The defence of the duty
The most revealing exchange was about protection. Asked whether Indian prices — propped by an 11.5% safeguard duty — could survive its withdrawal, Acharya argued the duty is modest by world standards (25–50% elsewhere) and reframed the price level entirely:
“Three years back in April ‘23, we had the same price as we had in April ‘26… You have just come back to where you were 3 years back. I would say this is more of a price correction.” — Jayant Acharya
Macquarie’s Ashish Jain pushed back — China’s FOB price was higher in 2023 — and Acharya conceded the operative truth: “International prices will always be a guiding factor for the domestic steel prices.” Guidance for FY27: production of 29.75 mt and sales of 28.6 mt (including BMM, excluding the JFE JV), India demand up 7–9%, coking coal up $12–15/tonne in Q1 with a ~₹3,000/tonne sequential cost rise that management expects pricing to more than cover. The one visible numbers wobble: Morgan Stanley’s like-for-like growth math (12% vs management’s “about 10%”) was left to be reconciled offline.
Where Things Stand
JSW Steel exits FY26 with the strongest balance sheet of its recent history (1.81x), the most ambitious capacity roadmap in Indian steel (62 mtpa standalone by FY32), two heavyweight foreign partners sharing the equity burden, and an operating recovery that is real but duty-assisted. The checkable FY27 commitments: 29.75 mt production, the JFE second tranche by June, BF-3 volumes from Q2, BMM closing by year-end, US profitability improving on the Baytown upgrade. The open questions are equally explicit: whether the safeguard duty survives (and what happens to ₹2,000–3,000/tonne of price support if it doesn’t), whether debt stays inside the new self-imposed caps through the ₹30,000+ crore capex years, and whether ~10% returns on equity can justify 3.1x book if the cycle wobbles again.

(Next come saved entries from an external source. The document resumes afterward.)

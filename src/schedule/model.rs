use chrono::{DateTime, NaiveTime, Utc};
use chrono_tz::Tz;
use serde::{Deserialize, Serialize};
use std::fmt;
use std::str::FromStr;

use super::days::DaySet;
use super::error::ScheduleError;

/// Discord user snowflake
#[derive(Debug, Clone, Copy, PartialEq, Eq, Hash, PartialOrd, Ord, Serialize, Deserialize)]
#[serde(transparent)]
pub struct UserId(pub u64);

impl fmt::Display for UserId {
    fn fmt(&self, f: &mut fmt::Formatter<'_>) -> fmt::Result {
        write!(f, "{}", self.0)
    }
}

impl FromStr for UserId {
    type Err = std::num::ParseIntError;

    fn from_str(s: &str) -> Result<Self, Self::Err> {
        s.trim().parse().map(UserId)
    }
}

/// Schedule row as persisted by the store.
///
/// Times are `HH:MM` strings and the day set is kept in its canonical digit
/// form. Nothing here is validated until it is turned into a [`Schedule`].
#[derive(Debug, Clone, PartialEq, Eq, Serialize, Deserialize)]
pub struct ScheduleRecord {
    pub user_id: UserId,
    pub timezone: String,
    pub start_time: String,
    pub end_time: String,
    pub days: String,
    #[serde(default)]
    pub sick_until: Option<DateTime<Utc>>,
}

/// Validated schedule the engine works on
#[derive(Debug, Clone, PartialEq)]
pub struct Schedule {
    pub user_id: UserId,
    pub timezone: Tz,
    pub start_time: NaiveTime,
    pub end_time: NaiveTime,
    pub days: DaySet,
    pub sick_until: Option<DateTime<Utc>>,
}

impl Schedule {
    /// True while a sick override is in force at `now`
    pub fn is_sick_at(&self, now: DateTime<Utc>) -> bool {
        self.sick_until.is_some_and(|until| now < until)
    }
}

impl TryFrom<&ScheduleRecord> for Schedule {
    type Error = ScheduleError;

    fn try_from(record: &ScheduleRecord) -> Result<Self, Self::Error> {
        Ok(Schedule {
            user_id: record.user_id,
            timezone: parse_timezone(&record.timezone)?,
            start_time: parse_time_of_day(&record.start_time)?,
            end_time: parse_time_of_day(&record.end_time)?,
            days: DaySet::from_canonical(&record.days)?,
            sick_until: record.sick_until,
        })
    }
}

pub(crate) fn parse_timezone(name: &str) -> Result<Tz, ScheduleError> {
    name.trim()
        .parse::<Tz>()
        .map_err(|_| ScheduleError::UnknownTimezone(name.to_string()))
}

/// Parse a time of day written as `HH:MM` (stored rows may carry `HH:MM:SS`)
pub fn parse_time_of_day(s: &str) -> Result<NaiveTime, ScheduleError> {
    let trimmed = s.trim();
    NaiveTime::parse_from_str(trimmed, "%H:%M")
        .or_else(|_| NaiveTime::parse_from_str(trimmed, "%H:%M:%S"))
        .map_err(|_| ScheduleError::MalformedTimeOfDay(s.to_string()))
}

Worth refreshing with a logged-in screener fetch later — the Q1–Q3 FY26 transcripts would let this chronicle test management’s quarter-by-quarter promises the way the other four companies’ digests do.
The Four Checks
1. Quality and moat. A well-run cyclical, not a moated business. JSW Steel is India’s largest steelmaker by capacity, with real cost advantages — scale at Vijayanagar and Dolvi, a path to 50% captive iron ore and coking coal by FY31, ~50% branded retail sales and a value-added push — but steel is a price-taker’s trade, and management said so on its own call: “International prices will always be a guiding factor for the domestic steel prices.” The current margin recovery rests partly on an 11.5% safeguard duty that could be withdrawn, taking ₹2,000–3,000/tonne of price support with it. Execution is genuinely good; the structural advantage is a cost position in a commodity, which makes the remaining checks matter mostly at the right price.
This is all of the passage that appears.